Car buyers turning to mobile as the device of choice for pre-purchase research

The VW ID3 has fuelled interest in electric vehicles

Overall traffic to car manufacturer websites in the UK dropped by 5 per cent year-on-year to a total of 63.5m visits during Q3 2019. But the use of mobiles to browse manufacturer websites is on the rise in the UK, a trend which has been on-going for the past 18 months. For Q3 2019, 52 per cent of traffic (33.1m visits) came from a smartphone, a jump of 5 per cent year-on-year, while PC browsing is down to 32 per cent (20.3m visits), a fall of 4 per cent, and tablet browsing is down 1.7 per cent from last year to 10.1 million.

The figures come from Sophus3, which analyses all volume and premium car brands’ web traffic in Europe, and are based on an analysis of over 1bn online engagements from car buyers.

“Economic and political uncertainty is affecting the car market, but the continued rise in use of smartphones shows consumers are actually becoming more engaged with the process of buying a car, browsing on the go,” said Sophus3 managing director, Scott Gairns. “The car dealership is in your pocket, accessed any time of day or night, rather than somewhere to visit at the weekend, which is time consuming and not always a positive experience.”

Sophus3’s data also shows that interest in electric vehicles rocketed during the first half of 2019, and this trend showed no sign of stalling in Q3. From July to September, visits to electric car pages rose by 36 per cent year-on-year in the UK, while in France interest swelled by 50 per cent. Across the ‘Big 5’ European markets – Germany, Spain, France, Italy and the UK – traffic to EV (Electric Vehicle) sites grew collectively by 22 per cent.

A host of EV releases across the third quarter of the year has stimulated interest. The most popular EV in terms of web traffic across the Big 5 was the Volkswagen ID.3, with the ‘affordable Tesla’, the Model 3, second most popular. The third most popular EV was the MINI Electric, while the closely related Nissan Leaf and Renault Zoe were fourth and fifth respectively. The Tesla Model S was sixth most popular.

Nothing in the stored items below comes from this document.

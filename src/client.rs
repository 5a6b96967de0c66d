//! `ClientOptions` (configuration + fluent builder) and `Client` (the
//! request/response correlator), the synchronous counterpart of the
//! teacher's `RpcClient<R, W>` in `backend/rpc_client.rs` — same shape
//! (atomic id counter, mutex-guarded read/write cycle, buffered
//! notifications) but over a generic [`Transport`] instead of a fixed
//! async reader/writer pair, and over the bare self-describing MessagePack
//! array framing instead of the teacher's length-prefixed named-field
//! frames.

use std::sync::atomic::{AtomicU32, Ordering};
use std::sync::Mutex;

use crate::codec::{self, Message};
use crate::error::{DecodeError, Error, Result};
use crate::transport::{ChildProcess, Stdio, TcpSocket, Transport, UnixSocket};
use crate::value::Value;

/// Bytes read from the transport per staging read (spec.md §4.3 suggests
/// 4 KiB).
const READ_CHUNK: usize = 4096;

/// Configuration recognized by [`Client::new`] (spec.md §6).
#[derive(Debug, Clone)]
pub struct ClientOptions {
    socket_path: Option<String>,
    tcp_address: Option<String>,
    tcp_port: Option<u16>,
    use_stdio: bool,
    spawn_process: bool,
    nvim_path: String,
    timeout_ms: u32,
    skip_api_info: bool,
}

impl Default for ClientOptions {
    fn default() -> Self {
        ClientOptions {
            socket_path: None,
            tcp_address: None,
            tcp_port: None,
            use_stdio: false,
            spawn_process: false,
            nvim_path: "nvim".to_string(),
            timeout_ms: 5000,
            skip_api_info: false,
        }
    }
}

impl ClientOptions {
    /// Start building options with the documented defaults and no
    /// transport selected.
    pub fn new() -> Self {
        Self::default()
    }

    /// Select the `UnixSocket` transport, connecting to `path`.
    pub fn socket_path(mut self, path: impl Into<String>) -> Self {
        self.socket_path = Some(path.into());
        self
    }

    /// Select the `TcpSocket` transport, connecting to `host`:`port`.
    pub fn tcp(mut self, host: impl Into<String>, port: u16) -> Self {
        self.tcp_address = Some(host.into());
        self.tcp_port = Some(port);
        self
    }

    /// Select the `Stdio` transport.
    pub fn stdio(mut self) -> Self {
        self.use_stdio = true;
        self
    }

    /// Select the `ChildProcess` transport, spawning `nvim_path`.
    pub fn spawn(mut self, nvim_path: impl Into<String>) -> Self {
        self.spawn_process = true;
        self.nvim_path = nvim_path.into();
        self
    }

    /// Override the `ChildProcess` graceful-shutdown wait (`0` = forever).
    pub fn timeout_ms(mut self, timeout_ms: u32) -> Self {
        self.timeout_ms = timeout_ms;
        self
    }

    /// Accepted and stored but has no effect in this core (spec.md §6: the
    /// editor capability probe is out of scope).
    pub fn skip_api_info(mut self, skip: bool) -> Self {
        self.skip_api_info = skip;
        self
    }

    fn build_transport(&self) -> Result<Box<dyn Transport>> {
        let selected = [
            self.socket_path.is_some(),
            self.tcp_address.is_some() && self.tcp_port.is_some(),
            self.use_stdio,
            self.spawn_process,
        ];
        if selected.iter().filter(|s| **s).count() != 1 {
            return Err(Error::UnsupportedTransport);
        }

        if let Some(path) = &self.socket_path {
            return Ok(Box::new(UnixSocket::new(path.clone())));
        }
        if let (Some(host), Some(port)) = (&self.tcp_address, self.tcp_port) {
            return Ok(Box::new(TcpSocket::new(host.clone(), port)));
        }
        if self.use_stdio {
            return Ok(Box::new(Stdio::new()));
        }
        if self.spawn_process {
            return Ok(Box::new(ChildProcess::new(
                self.nvim_path.clone(),
                self.timeout_ms,
            )));
        }
        unreachable!("selection count checked above")
    }
}

/// A buffered inbound notification, drained via [`Client::drain_notifications`].
#[derive(Debug, Clone, PartialEq)]
pub struct Notification {
    /// The RPC method name.
    pub method: String,
    /// Method parameters.
    pub params: Value,
}

/// A buffered inbound request, drained via [`Client::drain_requests`].
#[derive(Debug, Clone, PartialEq)]
pub struct IncomingRequest {
    /// Correlation id the server expects echoed back in a reply.
    pub id: u32,
    /// The RPC method name.
    pub method: String,
    /// Method parameters.
    pub params: Value,
}

struct Inner {
    transport: Box<dyn Transport>,
    recv_buffer: Vec<u8>,
    connected: bool,
    notifications: Vec<Notification>,
    requests: Vec<IncomingRequest>,
}

/// The request/response correlator (spec.md §4.3).
///
/// Owns a transport, a growable receive buffer, an atomic id counter, and
/// a mutex guarding the write+read cycle — the same shape as the
/// teacher's `RpcClient`, generalized over [`Transport`] and the bare
/// array wire framing.
pub struct Client {
    inner: Mutex<Inner>,
    next_id: AtomicU32,
}

impl Client {
    /// Validate `options` (exactly one transport flag must be selected,
    /// else [`Error::UnsupportedTransport`]) and construct the chosen
    /// transport. Performs no I/O.
    pub fn new(options: ClientOptions) -> Result<Self> {
        let transport = options.build_transport()?;
        Ok(Client {
            inner: Mutex::new(Inner {
                transport,
                recv_buffer: Vec::new(),
                connected: false,
                notifications: Vec::new(),
                requests: Vec::new(),
            }),
            next_id: AtomicU32::new(0),
        })
    }

    /// Connect the underlying transport. Fails with
    /// [`Error::AlreadyConnected`] if already connected. On success, resets
    /// the receive buffer (reconnection is permitted).
    pub fn connect(&self) -> Result<()> {
        let mut inner = self.inner.lock().unwrap();
        if inner.connected {
            return Err(Error::AlreadyConnected);
        }
        inner.transport.connect("")?;
        inner.connected = true;
        inner.recv_buffer.clear();
        Ok(())
    }

    /// Disconnect the underlying transport. Idempotent; safe from any
    /// state.
    pub fn disconnect(&self) {
        let mut inner = self.inner.lock().unwrap();
        if !inner.connected {
            eprintln!("nvim-rpc: disconnect called while already disconnected");
        }
        inner.transport.disconnect();
        inner.connected = false;
    }

    /// The cached connection state, as of the last observed transport
    /// activity.
    pub fn is_connected(&self) -> bool {
        self.inner.lock().unwrap().connected
    }

    /// Atomically return-and-increment the message id counter. Wraps at
    /// `u32::MAX` without failing.
    pub fn next_message_id(&self) -> u32 {
        self.next_id.fetch_add(1, Ordering::Relaxed)
    }

    /// Send a request and block until its matching response arrives (or a
    /// transport/decode error occurs).
    pub fn request(&self, method: &str, params: Value) -> Result<Value> {
        let id = self.next_message_id();
        let mut inner = self.inner.lock().unwrap();
        if !inner.connected {
            return Err(Error::NotConnected);
        }

        let bytes = codec::encode_request(id, method, &params)?;
        inner.transport.write(&bytes)?;

        loop {
            match codec::decode(&inner.recv_buffer) {
                Ok((message, consumed)) => {
                    inner.recv_buffer.drain(..consumed);
                    match message {
                        Message::Response { id: rid, error, result } => {
                            if rid != id {
                                eprintln!(
                                    "nvim-rpc: response id {rid} does not match in-flight request {id}"
                                );
                                return Err(Error::UnexpectedMessage { expected: id, got: rid });
                            }
                            if !error.is_nil() {
                                return Err(Error::NvimError(error));
                            }
                            return Ok(result);
                        }
                        Message::Notification { method, params } => {
                            inner.notifications.push(Notification { method, params });
                        }
                        Message::Request { id, method, params } => {
                            inner.requests.push(IncomingRequest { id, method, params });
                        }
                    }
                }
                Err(Error::Decode(DecodeError::NeedMore)) => {
                    let mut staging = [0u8; READ_CHUNK];
                    match inner.transport.read(&mut staging) {
                        Ok(0) => {
                            inner.connected = false;
                            return Err(Error::ConnectionClosed);
                        }
                        Ok(n) => inner.recv_buffer.extend_from_slice(&staging[..n]),
                        Err(e) => {
                            if matches!(e, Error::ConnectionClosed | Error::BrokenPipe) {
                                inner.connected = false;
                            }
                            return Err(e);
                        }
                    }
                }
                Err(e) => return Err(e),
            }
        }
    }

    /// Encode a notification and write it. Never reads.
    pub fn notify(&self, method: &str, params: Value) -> Result<()> {
        let mut inner = self.inner.lock().unwrap();
        if !inner.connected {
            return Err(Error::NotConnected);
        }
        let bytes = codec::encode_notification(method, &params)?;
        inner.transport.write(&bytes)?;
        Ok(())
    }

    /// Drain and return all notifications buffered since the last call.
    pub fn drain_notifications(&self) -> Vec<Notification> {
        let mut inner = self.inner.lock().unwrap();
        std::mem::take(&mut inner.notifications)
    }

    /// Drain and return all server-initiated requests buffered since the
    /// last call.
    pub fn drain_requests(&self) -> Vec<IncomingRequest> {
        let mut inner = self.inner.lock().unwrap();
        std::mem::take(&mut inner.requests)
    }
}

Sophus3’s data exposes a wide disconnect between potential customers who land on a test drive booking page online, and how many of them actually complete one.Of the 1.4m hits on booking pages across all manufacturers, only 69,000 (4.9 per cent), carried out the test drive: 4.9 per cent.

There was an upturn in the number of interactions – measured as ‘likes’, ‘shares’ and ‘comments’ – on Facebook across all manufacturers. Total interactions rose by 14 per cent from Q2 to Q3, with a total of 658,502 interactions.

Toyota enjoyed the most interactions, with 19 per cent of the total, but the big winner was BMW, which has seen an increase in Facebook interactions of 778 per cent, giving it 17 per cent of the overall share.
In a reverse trend to Facebook, YouTube has seen a 44 per cent decline in the number of views of official manufacturer marketing videos, dropping from 59 million to 33 million.

But it was BMW-owned MINI who topped the list in terms of views, with 13.7 per cent of the total, a leap of 188 per cent. The other success story is Peugeot, which grew by 385 per cent to claim 10.9 per cent of all YouTube views.